Some businesses suffer through warm weather

January 13, 2006|by ERIN CUNNINGHAM

When the cost of fuel rose last year, Randy Baer said customers flooded his garden center, eager to buy wood for recently purchased wood stoves.

But for the past 10 days, Baer said, warmer temperatures have customers of Baer's Garden Center in Shippensburg, Pa., believing that winter is over.

Customers who were ordering at least one cord of wood a few months ago now are ordering half that amount.

"I know winter's not over," Baer said. "People are going to run themselves out of wood. It's going to get cold, and then they'll call."


"It's been more of a roller-coaster ride in the weather," Accuweather meteorologist Josh Nagelberg said.January's temperatures have been above average - as much as 15 to 20 degrees, he said.

Wednesday's temperature of 47 degrees was 10 degrees higher than the average for this time of year. Thursday's temperature was 20 degrees above average, Nagelberg said.

Above-average temperatures are expected to continue for another week or two, he said.

But there will be occasional colder days.

"This weekend, there will be a blast of cold air," Nagelberg said. "Temperatures will still be above average, but because it's been so mild, it will be a shock."

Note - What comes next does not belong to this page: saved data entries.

//! Integration tests for tree assembly, descendant walks, and
//! reparent/reorder.

use pagetree_core::db::{DatabaseService, PageStore, SqliteStore};
use pagetree_core::models::{MoveNode, NewPage, ROOT_PARENT};
use pagetree_core::services::{PageService, PageServiceError};
use std::sync::Arc;
use tempfile::TempDir;

async fn create_test_service() -> (PageService, Arc<SqliteStore>, TempDir) {
    let temp_dir = TempDir::new().unwrap();
    let db_path = temp_dir.path().join("pages.db");

    let db = Arc::new(DatabaseService::new(db_path).await.unwrap());
    let store = Arc::new(SqliteStore::new(db));
    let service = PageService::new(store.clone());

    (service, store, temp_dir)
}

/// Create a page under `parent_id` with an explicit sibling order so tests
/// are deterministic even within one timestamp second.
async fn create_child(service: &PageService, slug: &str, parent_id: i64, order: i64) -> i64 {
    service
        .create(NewPage {
            parent_id,
            order: Some(order),
            ..NewPage::new(slug, slug)
        })
        .await
        .unwrap()
}

#[tokio::test]
async fn tree_contains_every_page_exactly_once() {
    let (service, _store, _temp) = create_test_service().await;

    let a = create_child(&service, "a", ROOT_PARENT, 1).await;
    let b = create_child(&service, "b", a, 1).await;
    let c = create_child(&service, "c", a, 2).await;
    let d = create_child(&service, "d", c, 1).await;
    let e = create_child(&service, "e", ROOT_PARENT, 2).await;

    let tree = service.get_page_tree().await.unwrap();

    assert_eq!(tree.roots(), &[a, e]);
    assert_eq!(tree.children(a), &[b, c]);
    assert_eq!(tree.children(c), &[d]);

    let mut visited = tree.iter_depth_first();
    assert_eq!(visited, vec![a, b, c, d, e]);
    visited.sort_unstable();
    visited.dedup();
    assert_eq!(visited.len(), 5);
}

#[tokio::test]
async fn tree_follows_sibling_order_not_insertion_order() {
    let (service, _store, _temp) = create_test_service().await;

    let root = create_child(&service, "root", ROOT_PARENT, 1).await;
    // Inserted first but ordered last, and vice versa.
    let last = create_child(&service, "last", root, 30).await;
    let first = create_child(&service, "first", root, 10).await;
    let middle = create_child(&service, "middle", root, 20).await;

    let tree = service.get_page_tree().await.unwrap();
    assert_eq!(tree.children(root), &[first, middle, last]);
}

#[tokio::test]
async fn children_fetch_returns_full_rows_in_sibling_order() {
    let (service, store, _temp) = create_test_service().await;

    let root = create_child(&service, "root", ROOT_PARENT, 1).await;
    let b = create_child(&service, "b", root, 2).await;
    let a = create_child(&service, "a", root, 1).await;

    let children = store.fetch_children_of(root).await.unwrap();
    let ids: Vec<i64> = children.iter().map(|p| p.id).collect();
    assert_eq!(ids, vec![a, b]);
    assert_eq!(children[0].uri.as_deref(), Some("root/a"));
    assert_eq!(children[1].parent_id, root);
}

#[tokio::test]
async fn descendant_closure_is_preorder_and_duplicate_free() {
    let (service, _store, _temp) = create_test_service().await;

    let a = create_child(&service, "a", ROOT_PARENT, 1).await;
    let b = create_child(&service, "b", a, 1).await;
    let c = create_child(&service, "c", a, 2).await;
    let d = create_child(&service, "d", b, 1).await;
    let _other = create_child(&service, "other", ROOT_PARENT, 2).await;

    let ids = service.get_descendant_ids(a).await.unwrap();
    assert_eq!(ids, vec![a, b, d, c]);

    // A leaf's closure is just itself.
    assert_eq!(service.get_descendant_ids(d).await.unwrap(), vec![d]);
}

#[tokio::test]
async fn has_children_reflects_direct_children_only() {
    let (service, _store, _temp) = create_test_service().await;

    let a = create_child(&service, "a", ROOT_PARENT, 1).await;
    let b = create_child(&service, "b", a, 1).await;

    assert!(service.has_children(a).await.unwrap());
    assert!(!service.has_children(b).await.unwrap());
}

#[tokio::test]
async fn reparent_moves_subtree_and_reindex_fixes_paths() {
    let (service, _store, _temp) = create_test_service().await;

    // Mirrors the canonical scenario: about/team, then team moves to root.
    let about = create_child(&service, "about", ROOT_PARENT, 1).await;
    let team = create_child(&service, "team", about, 1).await;

    assert_eq!(
        service.get_page(team).await.unwrap().unwrap().uri.as_deref(),
        Some("about/team")
    );

    service
        .reparent_and_reorder(&MoveNode::leaf(team), ROOT_PARENT, 2)
        .await
        .unwrap();

    service.reindex_descendants(about).await.unwrap();
    let rebuilt = service.rebuild_path(team).await.unwrap();
    assert_eq!(rebuilt, "team");

    let tree = service.get_page_tree().await.unwrap();
    assert_eq!(tree.roots(), &[about, team]);
    assert!(tree.children(about).is_empty());
}

#[tokio::test]
async fn nested_move_description_renumbers_siblings() {
    let (service, _store, _temp) = create_test_service().await;

    let root = create_child(&service, "root", ROOT_PARENT, 1).await;
    let x = create_child(&service, "x", root, 1).await;
    let y = create_child(&service, "y", root, 2).await;
    let z = create_child(&service, "z", root, 3).await;

    // Reverse the children by describing the desired shape.
    let moves = MoveNode {
        id: root,
        children: vec![MoveNode::leaf(z), MoveNode::leaf(y), MoveNode::leaf(x)],
    };
    service
        .reparent_and_reorder(&moves, ROOT_PARENT, 0)
        .await
        .unwrap();

    let tree = service.get_page_tree().await.unwrap();
    assert_eq!(tree.children(root), &[z, y, x]);
}

#[tokio::test]
async fn reparent_rejects_cycles() {
    let (service, _store, _temp) = create_test_service().await;

    let a = create_child(&service, "a", ROOT_PARENT, 1).await;
    let b = create_child(&service, "b", a, 1).await;
    let c = create_child(&service, "c", b, 1).await;

    // Under a descendant.
    let err = service
        .reparent_and_reorder(&MoveNode::leaf(a), c, 0)
        .await
        .unwrap_err();
    assert!(matches!(
        err,
        PageServiceError::CircularMove { id, parent_id } if id == a && parent_id == c
    ));

    // Under itself.
    let err = service
        .reparent_and_reorder(&MoveNode::leaf(a), a, 0)
        .await
        .unwrap_err();
    assert!(matches!(err, PageServiceError::CircularMove { .. }));

    // The tree is untouched.
    let page = service.get_page(a).await.unwrap().unwrap();
    assert_eq!(page.parent_id, ROOT_PARENT);
}

#[tokio::test]
async fn reparent_rejects_cycles_encoded_in_the_description() {
    let (service, _store, _temp) = create_test_service().await;

    let a = create_child(&service, "a", ROOT_PARENT, 1).await;
    let b = create_child(&service, "b", a, 1).await;

    // The description pulls the current parent inside the moved subtree
    // while targeting it: b under a, a under b.
    let moves = MoveNode {
        id: b,
        children: vec![MoveNode::leaf(a)],
    };
    let err = service.reparent_and_reorder(&moves, a, 0).await.unwrap_err();
    assert!(matches!(err, PageServiceError::CircularMove { .. }));

    // A repeated id is rejected before anything is written.
    let moves = MoveNode {
        id: a,
        children: vec![MoveNode::leaf(b), MoveNode::leaf(b)],
    };
    let err = service
        .reparent_and_reorder(&moves, ROOT_PARENT, 0)
        .await
        .unwrap_err();
    assert!(matches!(err, PageServiceError::CircularMove { .. }));

    let page = service.get_page(b).await.unwrap().unwrap();
    assert_eq!(page.parent_id, a);
}

#[tokio::test]
async fn reparent_validates_endpoints() {
    let (service, _store, _temp) = create_test_service().await;

    let a = create_child(&service, "a", ROOT_PARENT, 1).await;

    let err = service
        .reparent_and_reorder(&MoveNode::leaf(999), ROOT_PARENT, 0)
        .await
        .unwrap_err();
    assert!(matches!(err, PageServiceError::PageNotFound { id: 999 }));

    let err = service
        .reparent_and_reorder(&MoveNode::leaf(a), 999, 0)
        .await
        .unwrap_err();
    assert!(matches!(
        err,
        PageServiceError::ParentNotFound { parent_id: 999 }
    ));
}

#[tokio::test]
async fn reindex_is_idempotent() {
    let (service, _store, _temp) = create_test_service().await;

    let a = create_child(&service, "a", ROOT_PARENT, 1).await;
    let b = create_child(&service, "b", a, 1).await;
    let c = create_child(&service, "c", b, 1).await;

    service.reindex_descendants(a).await.unwrap();
    let first_pass: Vec<Option<String>> = {
        let mut uris = Vec::new();
        for id in [a, b, c] {
            uris.push(service.get_page(id).await.unwrap().unwrap().uri);
        }
        uris
    };

    service.reindex_descendants(a).await.unwrap();
    for (i, id) in [a, b, c].into_iter().enumerate() {
        let page = service.get_page(id).await.unwrap().unwrap();
        assert_eq!(page.uri, first_pass[i]);
    }

    assert_eq!(first_pass[2].as_deref(), Some("a/b/c"));
}
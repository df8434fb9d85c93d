//! Business Services
//!
//! This module contains the hierarchy logic built on top of the database
//! layer:
//!
//! - `PageService` - create/update/delete/reparent operations, path
//!   rebuilds, descendant walks, and tree assembly orchestration
//!
//! Services own transaction boundaries and invariant enforcement; the
//! store underneath is limited to single-statement round trips.

pub mod error;
pub mod page_service;

pub use error::PageServiceError;
pub use page_service::PageService;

The temperature today is expected to reach 57 degrees.Though temperatures have been above average for this time of the year, Baer said he still is delivering orders for wood. Two weeks ago, he was taking 15 to 20 orders each day. Now, the orders range from five to 12, depending on the day.

Bonita Bair of Spring Run, Pa., used to sell snowmobiles and now sells some parts for the machines at Bair George Snow Shed.

Bair, who is in the process of retiring, said she has sold only a few belts and some spark plugs this year.

"By this time of year, we have usually sold something," she said. "There hasn't been anything. There's just been very little snow."

Customers placing orders for half a cord of wood from Baer are saying that is all they will need for the winter.

Baer said he knows they will need more.

"We have a lot of winter left to get through," he said.

When temperatures turn colder and customers need the wood, Baer said he is not going to be able to fill all of the orders.

"I know that's going to happen," he said. "And they'll call in here saying they are ready to burn up the kitchen chairs."